Put together, these mean a properly installed solar system is genuinely low-maintenance and dependable. The panels do the long-term work quietly for decades; the only event most owners should plan for is a single inverter replacement somewhere in the system's life.
Frequently asked questions
Do solar panels break down often?
No. The panels themselves have no moving parts and very rarely fail, which is why they carry performance warranties of around 25 years. When a solar system does have a problem, it is usually a supporting component — most often the inverter — rather than the panels. A well-installed system is genuinely low-maintenance and dependable.
What is the most likely thing to go wrong with solar?
The inverter is the component most likely to need attention over a system's life, typically after around 10 to 15 years, and may need replacing once. Batteries also fade in capacity over time. The panels themselves seldom fail. Most reliability issues that do arise trace back to poor installation rather than the equipment.
How do I make sure my solar system is reliable?

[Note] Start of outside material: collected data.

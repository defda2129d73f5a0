use chrono::{DateTime, Utc};
use sea_orm::entity::prelude::*;
use serde::{Deserialize, Serialize};
use utoipa::ToSchema;
use uuid::Uuid;

/// Delivery address owned by an authenticated principal
#[derive(Clone, Debug, PartialEq, Eq, DeriveEntityModel, Serialize, Deserialize)]
#[sea_orm(table_name = "addresses")]
pub struct Model {
    #[sea_orm(primary_key, auto_increment = false)]
    pub id: Uuid,
    /// Principal id issued by the external identity provider
    pub user_id: String,
    pub full_name: String,
    pub phone_number: String,
    pub pincode: String,
    pub area: String,
    pub city: String,
    pub state: String,
    pub created_at: DateTime<Utc>,
}

#[derive(Copy, Clone, Debug, EnumIter, DeriveRelation)]
pub enum Relation {}

impl ActiveModelBehavior for ActiveModel {}

/// Copy of the address fields embedded into an order at materialization time.
/// Orders keep this snapshot rather than re-joining the live row, so editing
/// an address never rewrites order history.
#[derive(Clone, Debug, PartialEq, Eq, Serialize, Deserialize, ToSchema)]
pub struct AddressSnapshot {
    pub id: Uuid,
    pub full_name: String,
    pub phone_number: String,
    pub pincode: String,
    pub area: String,
    pub city: String,
    pub state: String,
}

impl From<&Model> for AddressSnapshot {
    fn from(model: &Model) -> Self {
        Self {
            id: model.id,
            full_name: model.full_name.clone(),
            phone_number: model.phone_number.clone(),
            pincode: model.pincode.clone(),
            area: model.area.clone(),
            city: model.city.clone(),
            state: model.state.clone(),
        }
    }
}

Use an MCS-certified installer who carries out a proper survey, design and commissioning, register all the warranties and meet their conditions, and keep an eye on the system's monitoring so any drop in output is spotted early. Good installation is the single biggest factor in long-term reliability, and the upkeep required afterwards is minimal.
Sources & further reading
Figures on this page are typical UK ranges drawn from published sources and depend on your specific home. They are guidance, not a quotation or guaranteed saving.